Input for this task:
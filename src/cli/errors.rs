//! CLI-specific error types
//!
//! All CLI errors are fatal: the process exits non-zero.

use std::fmt;
use std::io;

use crate::ledger::SnapshotError;

/// CLI error codes
#[derive(Debug, Clone, PartialEq, Eq)]
pub enum CliErrorCode {
    /// Configuration file error
    ConfigError,
    /// I/O error (stdin/stdout)
    IoError,
    /// Snapshot already exists
    AlreadyInitialized,
    /// Configured snapshot missing
    NotInitialized,
    /// Snapshot could not be loaded
    BootFailed,
    /// Snapshot could not be written after a commit
    PersistFailed,
}

impl CliErrorCode {
    /// Get the error code string
    pub fn code(&self) -> &'static str {
        match self {
            Self::ConfigError => "REC_CLI_CONFIG_ERROR",
            Self::IoError => "REC_CLI_IO_ERROR",
            Self::AlreadyInitialized => "REC_CLI_ALREADY_INITIALIZED",
            Self::NotInitialized => "REC_CLI_NOT_INITIALIZED",
            Self::BootFailed => "REC_CLI_BOOT_FAILED",
            Self::PersistFailed => "REC_CLI_PERSIST_FAILED",
        }
    }
}

/// CLI error
#[derive(Debug)]
pub struct CliError {
    code: CliErrorCode,
    message: String,
}

impl CliError {
    /// Create a new CLI error
    pub fn new(code: CliErrorCode, message: impl Into<String>) -> Self {
        Self {
            code,
            message: message.into(),
        }
    }

    /// Config error
    pub fn config_error(msg: impl Into<String>) -> Self {
        Self::new(CliErrorCode::ConfigError, msg)
    }

    /// I/O error
    pub fn io_error(msg: impl Into<String>) -> Self {
        Self::new(CliErrorCode::IoError, msg)
    }

    /// Not initialized
    pub fn not_initialized(path: &std::path::Path) -> Self {
        Self::new(
            CliErrorCode::NotInitialized,
            format!(
                "Snapshot {} does not exist. Run 'recordledger init' first.",
                path.display()
            ),
        )
    }

    /// Snapshot load failure
    pub fn boot_failed(err: SnapshotError) -> Self {
        Self::new(CliErrorCode::BootFailed, err.to_string())
    }

    /// Snapshot write failure
    pub fn persist_failed(err: SnapshotError) -> Self {
        Self::new(CliErrorCode::PersistFailed, err.to_string())
    }

    /// Get the error code
    pub fn code(&self) -> &CliErrorCode {
        &self.code
    }

    /// Get the error code string
    pub fn code_str(&self) -> &'static str {
        self.code.code()
    }

    /// Get the error message
    pub fn message(&self) -> &str {
        &self.message
    }
}

impl fmt::Display for CliError {
    fn fmt(&self, f: &mut fmt::Formatter<'_>) -> fmt::Result {
        write!(f, "{}: {}", self.code.code(), self.message)
    }
}

impl std::error::Error for CliError {}

impl From<io::Error> for CliError {
    fn from(e: io::Error) -> Self {
        Self::io_error(e.to_string())
    }
}

impl From<serde_json::Error> for CliError {
    fn from(e: serde_json::Error) -> Self {
        Self::io_error(format!("JSON error: {}", e))
    }
}

/// CLI result type
pub type CliResult<T> = Result<T, CliError>;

Task to carry out: Return the listing above in its entirety, word for word.

Solution to this exercise:
filename src/cli/errors.rs
//! CLI-specific error types
//!
//! All CLI errors are fatal: the process exits non-zero.

use std::fmt;
use std::io;

use crate::ledger::SnapshotError;

/// CLI error codes
#[derive(Debug, Clone, PartialEq, Eq)]
pub enum CliErrorCode {
    /// Configuration file error
    ConfigError,
    /// I/O error (stdin/stdout)
    IoError,
    /// Snapshot already exists
    AlreadyInitialized,
    /// Configured snapshot missing
    NotInitialized,
    /// Snapshot could not be loaded
    BootFailed,
    /// Snapshot could not be written after a commit
    PersistFailed,
}

impl CliErrorCode {
    /// Get the error code string
    pub fn code(&self) -> &'static str {
        match self {
            Self::ConfigError => "REC_CLI_CONFIG_ERROR",
            Self::IoError => "REC_CLI_IO_ERROR",
            Self::AlreadyInitialized => "REC_CLI_ALREADY_INITIALIZED",
            Self::NotInitialized => "REC_CLI_NOT_INITIALIZED",
            Self::BootFailed => "REC_CLI_BOOT_FAILED",
            Self::PersistFailed => "REC_CLI_PERSIST_FAILED",
        }
    }
}

/// CLI error
#[derive(Debug)]
pub struct CliError {
    code: CliErrorCode,
    message: String,
}

impl CliError {
    /// Create a new CLI error
    pub fn new(code: CliErrorCode, message: impl Into<String>) -> Self {
        Self {
            code,
            message: message.into(),
        }
    }

    /// Config error
    pub fn config_error(msg: impl Into<String>) -> Self {
        Self::new(CliErrorCode::ConfigError, msg)
    }

    /// I/O error
    pub fn io_error(msg: impl Into<String>) -> Self {
        Self::new(CliErrorCode::IoError, msg)
    }

    /// Not initialized
    pub fn not_initialized(path: &std::path::Path) -> Self {
        Self::new(
            CliErrorCode::NotInitialized,
            format!(
                "Snapshot {} does not exist. Run 'recordledger init' first.",
                path.display()
            ),
        )
    }

    /// Snapshot load failure
    pub fn boot_failed(err: SnapshotError) -> Self {
        Self::new(CliErrorCode::BootFailed, err.to_string())
    }

    /// Snapshot write failure
    pub fn persist_failed(err: SnapshotError) -> Self {
        Self::new(CliErrorCode::PersistFailed, err.to_string())
    }

    /// Get the error code
    pub fn code(&self) -> &CliErrorCode {
        &self.code
    }

    /// Get the error code string
    pub fn code_str(&self) -> &'static str {
        self.code.code()
    }

    /// Get the error message
    pub fn message(&self) -> &str {
        &self.message
    }
}

impl fmt::Display for CliError {
    fn fmt(&self, f: &mut fmt::Formatter<'_>) -> fmt::Result {
        write!(f, "{}: {}", self.code.code(), self.message)
    }
}

impl std::error::Error for CliError {}

impl From<io::Error> for CliError {
    fn from(e: io::Error) -> Self {
        Self::io_error(e.to_string())
    }
}

impl From<serde_json::Error> for CliError {
    fn from(e: serde_json::Error) -> Self {
        Self::io_error(format!("JSON error: {}", e))
    }
}

/// CLI result type
pub type CliResult<T> = Result<T, CliError>;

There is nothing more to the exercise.